START Records shown

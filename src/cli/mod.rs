pub mod commands;
pub mod utils;

use clap::{Parser, Subcommand};
use serde::{Deserialize, Serialize};

#[derive(Parser)]
#[command(name = "org-structure")]
#[command(about = "Organizational structure API - server and maintenance commands")]
#[command(version)]
pub struct Cli {
    #[arg(long, global = true, help = "Output in human-readable text format")]
    pub text: bool,

    #[arg(long, global = true, help = "Output in JSON format")]
    pub json: bool,

    #[command(subcommand)]
    pub command: Commands,
}

#[derive(Subcommand)]
pub enum Commands {
    #[command(about = "Start the HTTP server")]
    Serve(commands::serve::ServeArgs),

    #[command(about = "Create the structure table and seed the root element")]
    Migrate,

    #[command(about = "Verify nested-set invariants of the stored structure")]
    Check,
}

#[derive(Debug, Clone, Serialize, Deserialize)]
pub enum OutputFormat {
    Text,
    Json,
}

impl OutputFormat {
    pub fn from_cli(cli: &Cli) -> Self {
        if cli.json {
            OutputFormat::Json
        } else {
            OutputFormat::Text
        }
    }
}

pub async fn run(cli: Cli) -> anyhow::Result<()> {
    let output_format = OutputFormat::from_cli(&cli);

    match cli.command {
        Commands::Serve(args) => commands::serve::handle(args).await,
        Commands::Migrate => commands::migrate::handle(output_format).await,
        Commands::Check => commands::check::handle(output_format).await,
    }
}
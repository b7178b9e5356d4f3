pub mod structure_service;

pub use structure_service::{Created, Element, Listing, TreeService};

use thiserror::Error;

use crate::filter::FilterError;
use crate::params::ParamError;
use crate::tree::TreeError;

#[derive(Debug, Error)]
pub enum ServiceError {
    #[error(transparent)]
    Param(#[from] ParamError),

    #[error(transparent)]
    Filter(#[from] FilterError),

    #[error(transparent)]
    Tree(#[from] TreeError),

    #[error("Only one of parameters «parent», «before», «after» can be given at once, got: {given}")]
    MultipleMoveDirectives { given: String },
}
use serde_json::json;

use crate::cli::utils::output_success;
use crate::cli::OutputFormat;
use crate::config::config;
use crate::database::DatabaseManager;

pub async fn handle(output_format: OutputFormat) -> anyhow::Result<()> {
    let db = DatabaseManager::connect().await?;
    let root_name = &config().tree.root_name;
    db.migrate(root_name).await?;
    db.close().await;

    output_success(
        &output_format,
        "Schema is up to date",
        Some(json!({ "root_name": root_name })),
    )
}
pub mod nonce;
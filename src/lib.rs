pub mod config;
pub mod error;
pub mod state;
pub mod auth;
pub mod credential;
pub mod models;
pub mod relay;
pub mod routes;
pub mod views;
pub mod submission;

use std::sync::Arc;

use axum::extract::DefaultBodyLimit;
use axum::http::{HeaderName, HeaderValue};
use axum::Router;
use tower::ServiceBuilder;
use tower_http::set_header::SetResponseHeaderLayer;
use tower_http::trace::TraceLayer;

use crate::config::Config;
use crate::credential::ServiceCredential;
use crate::relay::{HttpRelay, Relay};
use crate::state::{AppState, SharedState};

/// Build the router with the HTTP relay pointed at the configured handler.
pub fn build_app(config: Config, credential: ServiceCredential) -> Result<Router, String> {
    let handler_url = config.handler_url();
    let relay = HttpRelay::new(handler_url.clone(), config.handler.timeout)?;
    tracing::info!("Relaying submissions to {handler_url}");
    Ok(build_app_with_relay(config, credential, Arc::new(relay)))
}

pub fn build_app_with_relay(
    config: Config,
    credential: ServiceCredential,
    relay: Arc<dyn Relay>,
) -> Router {
    let max_body_size = config.max_body_size;
    let state: SharedState = Arc::new(AppState::new(config, credential, relay));

    let security_headers = ServiceBuilder::new()
        .layer(SetResponseHeaderLayer::overriding(
            HeaderName::from_static("x-content-type-options"),
            HeaderValue::from_static("nosniff"),
        ))
        .layer(SetResponseHeaderLayer::overriding(
            HeaderName::from_static("x-frame-options"),
            HeaderValue::from_static("DENY"),
        ))
        .layer(SetResponseHeaderLayer::overriding(
            HeaderName::from_static("referrer-policy"),
            HeaderValue::from_static("strict-origin-when-cross-origin"),
        ));

    Router::new()
        .merge(routes::api_routes())
        .merge(views::view_routes())
        .route("/health", axum::routing::get(health))
        .layer(DefaultBodyLimit::max(max_body_size))
        .layer(TraceLayer::new_for_http())
        .layer(security_headers)
        .with_state(state)
}

async fn health() -> &'static str {
    "ok"
}
pub mod nonce;
pub mod submit;

use axum::routing::{get, post};
use axum::Router;

use crate::state::SharedState;

pub fn api_routes() -> Router<SharedState> {
    Router::new()
        .route("/submit", post(submit::submit))
        .route("/nonce", get(nonce::issue))
}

END Records shown

The data must be given again in full, exactly as written.

(Result of the task):
filename src/cli/mod.rs
pub mod commands;
pub mod utils;

use clap::{Parser, Subcommand};
use serde::{Deserialize, Serialize};

#[derive(Parser)]
#[command(name = "org-structure")]
#[command(about = "Organizational structure API - server and maintenance commands")]
#[command(version)]
pub struct Cli {
    #[arg(long, global = true, help = "Output in human-readable text format")]
    pub text: bool,

    #[arg(long, global = true, help = "Output in JSON format")]
    pub json: bool,

    #[command(subcommand)]
    pub command: Commands,
}

#[derive(Subcommand)]
pub enum Commands {
    #[command(about = "Start the HTTP server")]
    Serve(commands::serve::ServeArgs),

    #[command(about = "Create the structure table and seed the root element")]
    Migrate,

    #[command(about = "Verify nested-set invariants of the stored structure")]
    Check,
}

#[derive(Debug, Clone, Serialize, Deserialize)]
pub enum OutputFormat {
    Text,
    Json,
}

impl OutputFormat {
    pub fn from_cli(cli: &Cli) -> Self {
        if cli.json {
            OutputFormat::Json
        } else {
            OutputFormat::Text
        }
    }
}

pub async fn run(cli: Cli) -> anyhow::Result<()> {
    let output_format = OutputFormat::from_cli(&cli);

    match cli.command {
        Commands::Serve(args) => commands::serve::handle(args).await,
        Commands::Migrate => commands::migrate::handle(output_format).await,
        Commands::Check => commands::check::handle(output_format).await,
    }
}
repository b7178b9e5356d4f3
pub mod structure_service;

pub use structure_service::{Created, Element, Listing, TreeService};

use thiserror::Error;

use crate::filter::FilterError;
use crate::params::ParamError;
use crate::tree::TreeError;

#[derive(Debug, Error)]
pub enum ServiceError {
    #[error(transparent)]
    Param(#[from] ParamError),

    #[error(transparent)]
    Filter(#[from] FilterError),

    #[error(transparent)]
    Tree(#[from] TreeError),

    #[error("Only one of parameters «parent», «before», «after» can be given at once, got: {given}")]
    MultipleMoveDirectives { given: String },
}
use serde_json::json;

use crate::cli::utils::output_success;
use crate::cli::OutputFormat;
use crate::config::config;
use crate::database::DatabaseManager;

pub async fn handle(output_format: OutputFormat) -> anyhow::Result<()> {
    let db = DatabaseManager::connect().await?;
    let root_name = &config().tree.root_name;
    db.migrate(root_name).await?;
    db.close().await;

    output_success(
        &output_format,
        "Schema is up to date",
        Some(json!({ "root_name": root_name })),
    )
}
pub mod nonce;
filename src/lib.rs
pub mod config;
pub mod error;
pub mod state;
pub mod auth;
pub mod credential;
pub mod models;
pub mod relay;
pub mod routes;
pub mod views;
pub mod submission;

use std::sync::Arc;

use axum::extract::DefaultBodyLimit;
use axum::http::{HeaderName, HeaderValue};
use axum::Router;
use tower::ServiceBuilder;
use tower_http::set_header::SetResponseHeaderLayer;
use tower_http::trace::TraceLayer;

use crate::config::Config;
use crate::credential::ServiceCredential;
use crate::relay::{HttpRelay, Relay};
use crate::state::{AppState, SharedState};

/// Build the router with the HTTP relay pointed at the configured handler.
pub fn build_app(config: Config, credential: ServiceCredential) -> Result<Router, String> {
    let handler_url = config.handler_url();
    let relay = HttpRelay::new(handler_url.clone(), config.handler.timeout)?;
    tracing::info!("Relaying submissions to {handler_url}");
    Ok(build_app_with_relay(config, credential, Arc::new(relay)))
}

pub fn build_app_with_relay(
    config: Config,
    credential: ServiceCredential,
    relay: Arc<dyn Relay>,
) -> Router {
    let max_body_size = config.max_body_size;
    let state: SharedState = Arc::new(AppState::new(config, credential, relay));

    let security_headers = ServiceBuilder::new()
        .layer(SetResponseHeaderLayer::overriding(
            HeaderName::from_static("x-content-type-options"),
            HeaderValue::from_static("nosniff"),
        ))
        .layer(SetResponseHeaderLayer::overriding(
            HeaderName::from_static("x-frame-options"),
            HeaderValue::from_static("DENY"),
        ))
        .layer(SetResponseHeaderLayer::overriding(
            HeaderName::from_static("referrer-policy"),
            HeaderValue::from_static("strict-origin-when-cross-origin"),
        ));

    Router::new()
        .merge(routes::api_routes())
        .merge(views::view_routes())
        .route("/health", axum::routing::get(health))
        .layer(DefaultBodyLimit::max(max_body_size))
        .layer(TraceLayer::new_for_http())
        .layer(security_headers)
        .with_state(state)
}

async fn health() -> &'static str {
    "ok"
}
pub mod nonce;
pub mod submit;

use axum::routing::{get, post};
use axum::Router;

use crate::state::SharedState;

pub fn api_routes() -> Router<SharedState> {
    Router::new()
        .route("/submit", post(submit::submit))
        .route("/nonce", get(nonce::issue))
}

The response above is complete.